# Problem details
Reproduce the entries exactly.

----- Records for this exercise -----

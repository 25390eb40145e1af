//! Path helpers for the hierarchical key space.
//!
//! Every cache key and backend path is a `/`-separated string. Directory
//! paths may be given with or without a trailing separator; the helpers here
//! are the single place that decides how such forms compare.

/// The path separator.
pub const SEPARATOR: char = '/';

/// The root directory.
pub const ROOT: &str = "/";

/// Strip trailing separators from a directory path.
///
/// The root (and any path made only of separators) normalizes to `/`.
pub fn normalize_dir(path: &str) -> &str {
    let trimmed = path.trim_end_matches(SEPARATOR);
    if trimmed.is_empty() && path.starts_with(SEPARATOR) {
        ROOT
    } else {
        trimmed
    }
}

/// Parent directory of `path`.
///
/// Everything before the last separator; `/` when there is no separator or
/// when the separator is the leading one.
pub fn parent_dir(path: &str) -> &str {
    let path = normalize_dir(path);
    match path.rfind(SEPARATOR) {
        Some(0) | None => ROOT,
        Some(idx) => &path[..idx],
    }
}

/// `dir` with exactly one trailing separator, for prefix matching.
pub fn dir_prefix(dir: &str) -> String {
    let dir = normalize_dir(dir);
    if dir.ends_with(SEPARATOR) {
        dir.to_string()
    } else {
        format!("{}{}", dir, SEPARATOR)
    }
}

/// Returns true if `key` lies strictly underneath directory `dir`.
///
/// `/foo` does not contain `/foobar/x`.
pub fn is_within(key: &str, dir: &str) -> bool {
    key.starts_with(&dir_prefix(dir))
}

/// All proper ancestors of `path`, nearest first, ending at the root.
pub fn ancestors(path: &str) -> Vec<&str> {
    let mut out = Vec::new();
    let mut current = normalize_dir(path);
    while current != ROOT {
        let parent = parent_dir(current);
        out.push(parent);
        current = parent;
    }
    out
}

/// Final component of `path`, without any trailing separator.
pub fn file_name(path: &str) -> &str {
    let path = normalize_dir(path);
    match path.rfind(SEPARATOR) {
        Some(idx) if path != ROOT => &path[idx + 1..],
        _ => path,
    }
}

-----

# Written response
repository 25390eb40145e1af
//! Path helpers for the hierarchical key space.
//!
//! Every cache key and backend path is a `/`-separated string. Directory
//! paths may be given with or without a trailing separator; the helpers here
//! are the single place that decides how such forms compare.

/// The path separator.
pub const SEPARATOR: char = '/';

/// The root directory.
pub const ROOT: &str = "/";

/// Strip trailing separators from a directory path.
///
/// The root (and any path made only of separators) normalizes to `/`.
pub fn normalize_dir(path: &str) -> &str {
    let trimmed = path.trim_end_matches(SEPARATOR);
    if trimmed.is_empty() && path.starts_with(SEPARATOR) {
        ROOT
    } else {
        trimmed
    }
}

/// Parent directory of `path`.
///
/// Everything before the last separator; `/` when there is no separator or
/// when the separator is the leading one.
pub fn parent_dir(path: &str) -> &str {
    let path = normalize_dir(path);
    match path.rfind(SEPARATOR) {
        Some(0) | None => ROOT,
        Some(idx) => &path[..idx],
    }
}

/// `dir` with exactly one trailing separator, for prefix matching.
pub fn dir_prefix(dir: &str) -> String {
    let dir = normalize_dir(dir);
    if dir.ends_with(SEPARATOR) {
        dir.to_string()
    } else {
        format!("{}{}", dir, SEPARATOR)
    }
}

/// Returns true if `key` lies strictly underneath directory `dir`.
///
/// `/foo` does not contain `/foobar/x`.
pub fn is_within(key: &str, dir: &str) -> bool {
    key.starts_with(&dir_prefix(dir))
}

/// All proper ancestors of `path`, nearest first, ending at the root.
pub fn ancestors(path: &str) -> Vec<&str> {
    let mut out = Vec::new();
    let mut current = normalize_dir(path);
    while current != ROOT {
        let parent = parent_dir(current);
        out.push(parent);
        current = parent;
    }
    out
}

/// Final component of `path`, without any trailing separator.
pub fn file_name(path: &str) -> &str {
    let path = normalize_dir(path);
    match path.rfind(SEPARATOR) {
        Some(idx) if path != ROOT => &path[idx + 1..],
        _ => path,
    }
}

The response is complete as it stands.